In the case of complex vascular pathologies, existing autologous vein (great saphenous vein) and so-called pedal “run-off” (open lower leg outflow into the foot), surgical treatment can be weighed against the endovascular procedure with the aim of improving inflow and outflow with justifiable surgical risk. Further indications for surgical revascularisation are unsuccessful endovascular recanalizations and repeated recurrent occlusions after previous endovascular interventions. So-called Hybrid procedures (combined open-endovascular) should be included in surgical planning and present another option for targeted surgical revascularisation. In the case of existing wounds, especially in the hindfoot and midfoot areas, angiosome-related revascularisation should be performed, especially if an existing target vascular segment is available. The preferred infrainguinal bypass material is the autologous vein. Preoperative vein mapping should always include the brachial veins in addition to the great saphenous and parietal veins and should be considered in surgical planning. After femoro-crural bypasses using autologous veins, openness rates of 82% and leg preservation rates of 85% at 1 year and 87% at 2 years have been published. In centres with the appropriate expertise, the opening rate of foot bypasses is up to 79% after 3 years; the leg preservation rate is up to 98% after 1 year, 82% after 3 years and 78–82% after 5 years [66]. Non-autologous bypass material should only be used if no autologous material (leg or arm vein) is available and endovascular therapy options have been exhausted. If no suitable autologous bypass material (autologous vein) is available, even crural bypasses with heparin-coated PTFE grafts (PTFE: polytetrafluoroethylene) can be created with a secondary openness rate of 47.4%, a leg preservation rate of 79.3% and a survival rate of 64.6% after 2 years without significant difference to results of venous bypasses [68].

Inguinal surgical revascularisation is required for at least 50% haemodynamically-relevant stenosis of the common femoral artery and the profundal femoral artery. In these regions, endovascular recanalization should primarily be avoided.

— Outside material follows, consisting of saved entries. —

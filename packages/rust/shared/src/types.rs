//! Core domain types for stacharvest service registries and collections.

use chrono::{DateTime, Utc};
use serde::{Deserialize, Serialize};
use url::Url;
use uuid::Uuid;

use crate::schemas::SourceSchema;

// ---------------------------------------------------------------------------
// RunId
// ---------------------------------------------------------------------------

/// A UUID v7 wrapper for pipeline run identifiers (time-sortable).
#[derive(Debug, Clone, PartialEq, Eq, Hash, Serialize, Deserialize)]
#[serde(transparent)]
pub struct RunId(pub Uuid);

impl RunId {
    /// Generate a new time-sortable run identifier.
    pub fn new() -> Self {
        Self(Uuid::now_v7())
    }
}

impl Default for RunId {
    fn default() -> Self {
        Self::new()
    }
}

impl std::fmt::Display for RunId {
    fn fmt(&self, f: &mut std::fmt::Formatter<'_>) -> std::fmt::Result {
        write!(f, "{}", self.0)
    }
}

impl std::str::FromStr for RunId {
    type Err = uuid::Error;

    fn from_str(s: &str) -> std::result::Result<Self, Self::Err> {
        Ok(Self(Uuid::parse_str(s)?))
    }
}

// ---------------------------------------------------------------------------
// Services
// ---------------------------------------------------------------------------

/// Role of an organization providing a service or collection.
#[derive(Debug, Clone, Copy, PartialEq, Eq, Serialize, Deserialize)]
#[serde(rename_all = "lowercase")]
pub enum ProviderRole {
    Producer,
    Licensor,
    Processor,
    Host,
}

impl ProviderRole {
    /// STAC spelling of the role.
    pub fn as_str(&self) -> &'static str {
        match self {
            Self::Producer => "producer",
            Self::Licensor => "licensor",
            Self::Processor => "processor",
            Self::Host => "host",
        }
    }
}

/// Catalog service types exposed by the services registry.
#[derive(Debug, Clone, Copy, PartialEq, Eq, Serialize, Deserialize)]
#[serde(rename_all = "UPPERCASE")]
pub enum ServiceType {
    Stac,
    Wfs,
    Wms,
    Wmts,
    Xyz,
}

/// Source protocols the extractor family knows how to speak.
#[derive(Debug, Clone, Copy, PartialEq, Eq, Hash, Serialize, Deserialize)]
#[serde(rename_all = "UPPERCASE")]
pub enum ExternalServiceType {
    Epntap,
    PdsOde,
    Wfs,
}

impl ExternalServiceType {
    /// Registry-document spelling of the type tag.
    pub fn as_str(&self) -> &'static str {
        match self {
            Self::Epntap => "EPNTAP",
            Self::PdsOde => "PDSODE",
            Self::Wfs => "WFS",
        }
    }

    /// The source schema records of this protocol are declared under.
    pub fn source_schema(&self) -> SourceSchema {
        match self {
            Self::Epntap => SourceSchema::Epntap,
            Self::PdsOde => SourceSchema::PdsOde,
            Self::Wfs => SourceSchema::MarssiWfs,
        }
    }
}

impl std::fmt::Display for ExternalServiceType {
    fn fmt(&self, f: &mut std::fmt::Formatter<'_>) -> std::fmt::Result {
        f.write_str(self.as_str())
    }
}

/// An organization providing a service, with STAC-style roles.
#[derive(Debug, Clone, Serialize, Deserialize)]
pub struct ServiceProvider {
    /// Organization name.
    pub name: String,
    /// Organization description.
    #[serde(default, skip_serializing_if = "Option::is_none")]
    pub description: Option<String>,
    /// Organization roles.
    #[serde(default, skip_serializing_if = "Option::is_none")]
    pub roles: Option<Vec<ProviderRole>>,
    /// Organization homepage.
    #[serde(default, skip_serializing_if = "Option::is_none")]
    pub url: Option<String>,
}

/// A data-catalog service declared in the services registry.
///
/// Read-only once loaded; identified by `url` within a registry snapshot.
#[derive(Debug, Clone, Serialize, Deserialize)]
pub struct Service {
    pub title: String,
    pub description: String,
    pub providers: Vec<ServiceProvider>,
    #[serde(rename = "type")]
    pub service_type: ServiceType,
    pub url: Url,
    #[serde(default, skip_serializing_if = "Option::is_none")]
    pub ping_url: Option<Url>,
    #[serde(
        default,
        rename = "ssys:targets",
        skip_serializing_if = "Option::is_none"
    )]
    pub ssys_targets: Option<Vec<String>>,
}

/// A registry entry for an external (non-STAC) data service, tagged with the
/// protocol its extractor must speak.
///
/// `extra_params` carries protocol specifics the registry declares up front:
/// `table` for EPN-TAP, `layers` for WFS, optionally `odemetadb` for PDS-ODE.
#[derive(Debug, Clone, Serialize, Deserialize)]
pub struct ExternalService {
    pub title: String,
    pub description: String,
    pub providers: Vec<ServiceProvider>,
    #[serde(rename = "type")]
    pub service_type: ExternalServiceType,
    pub url: Url,
    #[serde(default, skip_serializing_if = "Option::is_none")]
    pub ping_url: Option<Url>,
    #[serde(
        default,
        rename = "ssys:targets",
        skip_serializing_if = "Option::is_none"
    )]
    pub ssys_targets: Option<Vec<String>>,
    #[serde(default, skip_serializing_if = "serde_json::Map::is_empty")]
    pub extra_params: serde_json::Map<String, serde_json::Value>,
}

impl ExternalService {
    /// Look up a string-valued entry in `extra_params`.
    pub fn extra_param(&self, key: &str) -> Option<&str> {
        self.extra_params.get(key).and_then(|v| v.as_str())
    }
}

// ---------------------------------------------------------------------------
// Source collections
// ---------------------------------------------------------------------------

/// A source collection indexed in the datastore, with its pipeline status.
///
/// One row per (service, collection identifier). The status flags are the
/// only mutable state the pipeline keeps between stages; everything else is
/// re-derivable by re-running.
#[derive(Debug, Clone, Serialize, Deserialize)]
pub struct SourceCollection {
    /// Collection identifier, unique within the datastore.
    pub collection_id: String,
    /// The service this collection was enumerated from.
    pub service: ExternalService,
    /// Declared schema of the raw records this collection yields.
    pub source_schema: SourceSchema,
    /// Primary target body (e.g. `mars`), when known.
    #[serde(default, skip_serializing_if = "Option::is_none")]
    pub target: Option<String>,
    /// Item count advertised by the service, when known.
    #[serde(default, skip_serializing_if = "Option::is_none")]
    pub n_items: Option<u64>,
    /// Additional target bodies advertised by the service.
    #[serde(default, skip_serializing_if = "Vec::is_empty")]
    pub targets: Vec<String>,
    #[serde(default)]
    pub extracted: bool,
    /// Stage artifacts written by extraction, in read order.
    #[serde(default, skip_serializing_if = "Vec::is_empty")]
    pub extracted_files: Vec<String>,
    #[serde(default)]
    pub transformed: bool,
    /// Directory holding the transformed STAC collection.
    #[serde(default, skip_serializing_if = "Option::is_none")]
    pub stac_dir: Option<String>,
    #[serde(default)]
    pub ingested: bool,
    /// Destination URL of the ingested STAC collection.
    #[serde(default, skip_serializing_if = "Option::is_none")]
    pub stac_url: Option<String>,
    /// Last time any stage touched this row.
    pub updated_at: DateTime<Utc>,
}

impl SourceCollection {
    /// Create a fresh, unprocessed collection row.
    pub fn new(
        collection_id: impl Into<String>,
        service: ExternalService,
        n_items: Option<u64>,
        targets: Vec<String>,
    ) -> Self {
        let source_schema = service.service_type.source_schema();
        let target = targets.first().cloned();
        Self {
            collection_id: collection_id.into(),
            service,
            source_schema,
            target,
            n_items,
            targets,
            extracted: false,
            extracted_files: Vec::new(),
            transformed: false,
            stac_dir: None,
            ingested: false,
            stac_url: None,
            updated_at: Utc::now(),
        }
    }
}

/// Filters for selecting source collections from the datastore.
///
/// All fields are conjunctive; `id` and `target` match as case-insensitive
/// substrings.
#[derive(Debug, Clone, Default)]
pub struct CollectionFilters {
    pub id: Option<String>,
    pub service_type: Option<ExternalServiceType>,
    pub target: Option<String>,
    pub extracted: Option<bool>,
    pub transformed: Option<bool>,
    pub ingested: Option<bool>,
}

impl CollectionFilters {
    /// True when `collection` passes every configured filter.
    pub fn matches(&self, collection: &SourceCollection) -> bool {
        if let Some(id) = &self.id {
            if !collection
                .collection_id
                .to_lowercase()
                .contains(&id.to_lowercase())
            {
                return false;
            }
        }
        if let Some(service_type) = self.service_type {
            if collection.service.service_type != service_type {
                return false;
            }
        }
        if let Some(target) = &self.target {
            let matched = collection
                .target
                .as_deref()
                .is_some_and(|t| t.to_lowercase().contains(&target.to_lowercase()));
            if !matched {
                return false;
            }
        }
        if let Some(extracted) = self.extracted {
            if collection.extracted != extracted {
                return false;
            }
        }
        if let Some(transformed) = self.transformed {
            if collection.transformed != transformed {
                return false;
            }
        }
        if let Some(ingested) = self.ingested {
            if collection.ingested != ingested {
                return false;
            }
        }
        true
    }
}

In cases of extensive deep soft tissue infection (PEDIS classification stage 3 and 4), plantar abscess, moist gangrene and incipient sepsis, the primary procedure is urgent surgical sanitation of the infection. Major amputations should be avoided by abscess drainage, soft tissue debridement and, if necessary, minor resections. In these stages, at least one iliac and femoral inflow improvement is required as an additive measure.

Conflict of Interest

NM received lecture and travel fees from: Bayer Vital, BARD, Medtronic. HL received lecture fees and consultancy fees from Bayer Vital GmbH, Pfizer, medac. DB received lecture fees and consulting fees from Medtronic, W.L. Gore & Ass. and Siemens in the last 3 years. BB received speaker fees from Pfizer, which also sponsors training events. Company Amgen: only training courses. Company Abbott: formerly shares.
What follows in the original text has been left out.